GIVEN ENTRIES:
————————

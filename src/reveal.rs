//! One-shot visibility reveal.
//!
//! A [`RevealTracker`] watches a single element and latches `is_visible`
//! the first time the element's intersection ratio reaches the configured
//! threshold. The latch never reverts; after it fires the tracker detaches
//! itself and ignores further records.

use tracing::debug;

use crate::{
    error::{MotionError, MotionResult},
    geometry::{Rect, Viewport},
    observe::{IntersectionObserver, IntersectionRecord, Latch, RootMargin},
};

#[derive(Clone, Copy, Debug, PartialEq, serde::Serialize, serde::Deserialize)]
pub struct RevealOptions {
    /// Intersection ratio at which the reveal fires, `[0,1]`.
    pub threshold: f64,
    #[serde(default)]
    pub root_margin: RootMargin,
}

impl RevealOptions {
    pub fn validate(&self) -> MotionResult<()> {
        if !self.threshold.is_finite() || !(0.0..=1.0).contains(&self.threshold) {
            return Err(MotionError::validation(
                "reveal threshold must be within [0, 1]",
            ));
        }
        self.root_margin.validate()
    }
}

impl Default for RevealOptions {
    fn default() -> Self {
        Self {
            threshold: 0.1,
            root_margin: RootMargin::zero(),
        }
    }
}

#[derive(Debug)]
pub struct RevealTracker {
    options: RevealOptions,
    observer: IntersectionObserver,
    observing: bool,
    revealed: Latch,
}

impl RevealTracker {
    pub fn new(options: RevealOptions) -> MotionResult<Self> {
        options.validate()?;
        Ok(Self {
            observer: IntersectionObserver::new(options.root_margin),
            options,
            observing: false,
            revealed: Latch::Unresolved,
        })
    }

    /// Begin observing. The host calls this once the element is mounted;
    /// an element that never mounts simply never attaches, and
    /// [`is_visible`](Self::is_visible) stays `false`. Attaching after the
    /// latch has fired is a no-op.
    pub fn attach(&mut self) {
        if !self.revealed.is_resolved() {
            self.observing = true;
        }
    }

    /// Stop observing. Idempotent, and legal whether or not the latch has
    /// fired; the host must call it (or drop the tracker) on unmount.
    pub fn detach(&mut self) {
        self.observing = false;
    }

    /// Feed one intersection record, e.g. from a host-native observer.
    pub fn on_intersection(&mut self, record: IntersectionRecord) {
        if !self.observing {
            return;
        }
        if record.ratio >= self.options.threshold && self.revealed.fire() {
            debug!(
                ratio = record.ratio,
                threshold = self.options.threshold,
                "reveal latched"
            );
            // One-shot: no further callbacks are needed once revealed.
            self.detach();
        }
    }

    /// Feed element geometry; the tracker computes the intersection itself.
    pub fn observe_rect(&mut self, target: Rect, viewport: Viewport) {
        if !self.observing {
            return;
        }
        let record = self.observer.observe(target, viewport);
        self.on_intersection(record);
    }

    pub fn is_visible(&self) -> bool {
        self.revealed.is_resolved()
    }

    pub fn is_observing(&self) -> bool {
        self.observing
    }
}
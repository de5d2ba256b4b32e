//! Headless scroll-coordinated motion primitives.
//!
//! Four independent primitives sit behind a portfolio-style page: a
//! one-shot visibility reveal ([`RevealTracker`]), a scroll progress
//! indicator with auto-hide ([`ScrollProgressMonitor`]), a scroll-bound
//! hero size interpolator ([`HeroSizeInterpolator`]), and a
//! geometry-captured page transition ([`GeometryTransition`]).
//!
//! The crate owns no event loop, DOM, or clock. A host UI layer feeds it
//! scroll samples, element rectangles, and a monotonic timeline, and binds
//! the returned plain values (`is_visible`, `progress_percent`,
//! `height_px`, clip insets) into its own rendering. Every registered
//! resource is scoped to its owner: subscriptions are RAII guards and
//! dropping a controller cancels its pending navigation.
#![forbid(unsafe_code)]

pub mod ease;
pub mod error;
pub mod geometry;
pub mod hero;
pub mod observe;
pub mod progress;
pub mod reveal;
pub mod scroll;
pub mod transition;

pub use ease::{Ease, interpolate};
pub use error::{MotionError, MotionResult};
pub use geometry::{ClipInset, Viewport, is_measurable};
pub use hero::{HERO_MAX_SCROLL_PX, HeroSizeInterpolator, HeroSizeOptions};
pub use observe::{
    IntersectionObserver, IntersectionRecord, Latch, MarginValue, RootMargin, parse_root_margin,
};
pub use progress::{INDICATOR_HIDE_SCROLL_PX, ProgressOptions, ScrollProgressMonitor};
pub use reveal::{RevealOptions, RevealTracker};
pub use scroll::{ScrollHub, ScrollSample, ScrollSubscription};
pub use transition::{
    GeometryTransition, OverlayLayer, TRANSITION_DURATION_MS, TransitionOptions, TransitionPhase,
};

————————

PROBLEM TO SOLVE:
Every entry should be output again exactly as written.

YOUR SOLUTION:
filename src/reveal.rs
//! One-shot visibility reveal.
//!
//! A [`RevealTracker`] watches a single element and latches `is_visible`
//! the first time the element's intersection ratio reaches the configured
//! threshold. The latch never reverts; after it fires the tracker detaches
//! itself and ignores further records.

use tracing::debug;

use crate::{
    error::{MotionError, MotionResult},
    geometry::{Rect, Viewport},
    observe::{IntersectionObserver, IntersectionRecord, Latch, RootMargin},
};

#[derive(Clone, Copy, Debug, PartialEq, serde::Serialize, serde::Deserialize)]
pub struct RevealOptions {
    /// Intersection ratio at which the reveal fires, `[0,1]`.
    pub threshold: f64,
    #[serde(default)]
    pub root_margin: RootMargin,
}

impl RevealOptions {
    pub fn validate(&self) -> MotionResult<()> {
        if !self.threshold.is_finite() || !(0.0..=1.0).contains(&self.threshold) {
            return Err(MotionError::validation(
                "reveal threshold must be within [0, 1]",
            ));
        }
        self.root_margin.validate()
    }
}

impl Default for RevealOptions {
    fn default() -> Self {
        Self {
            threshold: 0.1,
            root_margin: RootMargin::zero(),
        }
    }
}

#[derive(Debug)]
pub struct RevealTracker {
    options: RevealOptions,
    observer: IntersectionObserver,
    observing: bool,
    revealed: Latch,
}

impl RevealTracker {
    pub fn new(options: RevealOptions) -> MotionResult<Self> {
        options.validate()?;
        Ok(Self {
            observer: IntersectionObserver::new(options.root_margin),
            options,
            observing: false,
            revealed: Latch::Unresolved,
        })
    }

    /// Begin observing. The host calls this once the element is mounted;
    /// an element that never mounts simply never attaches, and
    /// [`is_visible`](Self::is_visible) stays `false`. Attaching after the
    /// latch has fired is a no-op.
    pub fn attach(&mut self) {
        if !self.revealed.is_resolved() {
            self.observing = true;
        }
    }

    /// Stop observing. Idempotent, and legal whether or not the latch has
    /// fired; the host must call it (or drop the tracker) on unmount.
    pub fn detach(&mut self) {
        self.observing = false;
    }

    /// Feed one intersection record, e.g. from a host-native observer.
    pub fn on_intersection(&mut self, record: IntersectionRecord) {
        if !self.observing {
            return;
        }
        if record.ratio >= self.options.threshold && self.revealed.fire() {
            debug!(
                ratio = record.ratio,
                threshold = self.options.threshold,
                "reveal latched"
            );
            // One-shot: no further callbacks are needed once revealed.
            self.detach();
        }
    }

    /// Feed element geometry; the tracker computes the intersection itself.
    pub fn observe_rect(&mut self, target: Rect, viewport: Viewport) {
        if !self.observing {
            return;
        }
        let record = self.observer.observe(target, viewport);
        self.on_intersection(record);
    }

    pub fn is_visible(&self) -> bool {
        self.revealed.is_resolved()
    }

    pub fn is_observing(&self) -> bool {
        self.observing
    }
}
repository de5d2ba256b4b32e
//! Headless scroll-coordinated motion primitives.
//!
//! Four independent primitives sit behind a portfolio-style page: a
//! one-shot visibility reveal ([`RevealTracker`]), a scroll progress
//! indicator with auto-hide ([`ScrollProgressMonitor`]), a scroll-bound
//! hero size interpolator ([`HeroSizeInterpolator`]), and a
//! geometry-captured page transition ([`GeometryTransition`]).
//!
//! The crate owns no event loop, DOM, or clock. A host UI layer feeds it
//! scroll samples, element rectangles, and a monotonic timeline, and binds
//! the returned plain values (`is_visible`, `progress_percent`,
//! `height_px`, clip insets) into its own rendering. Every registered
//! resource is scoped to its owner: subscriptions are RAII guards and
//! dropping a controller cancels its pending navigation.
#![forbid(unsafe_code)]

pub mod ease;
pub mod error;
pub mod geometry;
pub mod hero;
pub mod observe;
pub mod progress;
pub mod reveal;
pub mod scroll;
pub mod transition;

pub use ease::{Ease, interpolate};
pub use error::{MotionError, MotionResult};
pub use geometry::{ClipInset, Viewport, is_measurable};
pub use hero::{HERO_MAX_SCROLL_PX, HeroSizeInterpolator, HeroSizeOptions};
pub use observe::{
    IntersectionObserver, IntersectionRecord, Latch, MarginValue, RootMargin, parse_root_margin,
};
pub use progress::{INDICATOR_HIDE_SCROLL_PX, ProgressOptions, ScrollProgressMonitor};
pub use reveal::{RevealOptions, RevealTracker};
pub use scroll::{ScrollHub, ScrollSample, ScrollSubscription};
pub use transition::{
    GeometryTransition, OverlayLayer, TRANSITION_DURATION_MS, TransitionOptions, TransitionPhase,
};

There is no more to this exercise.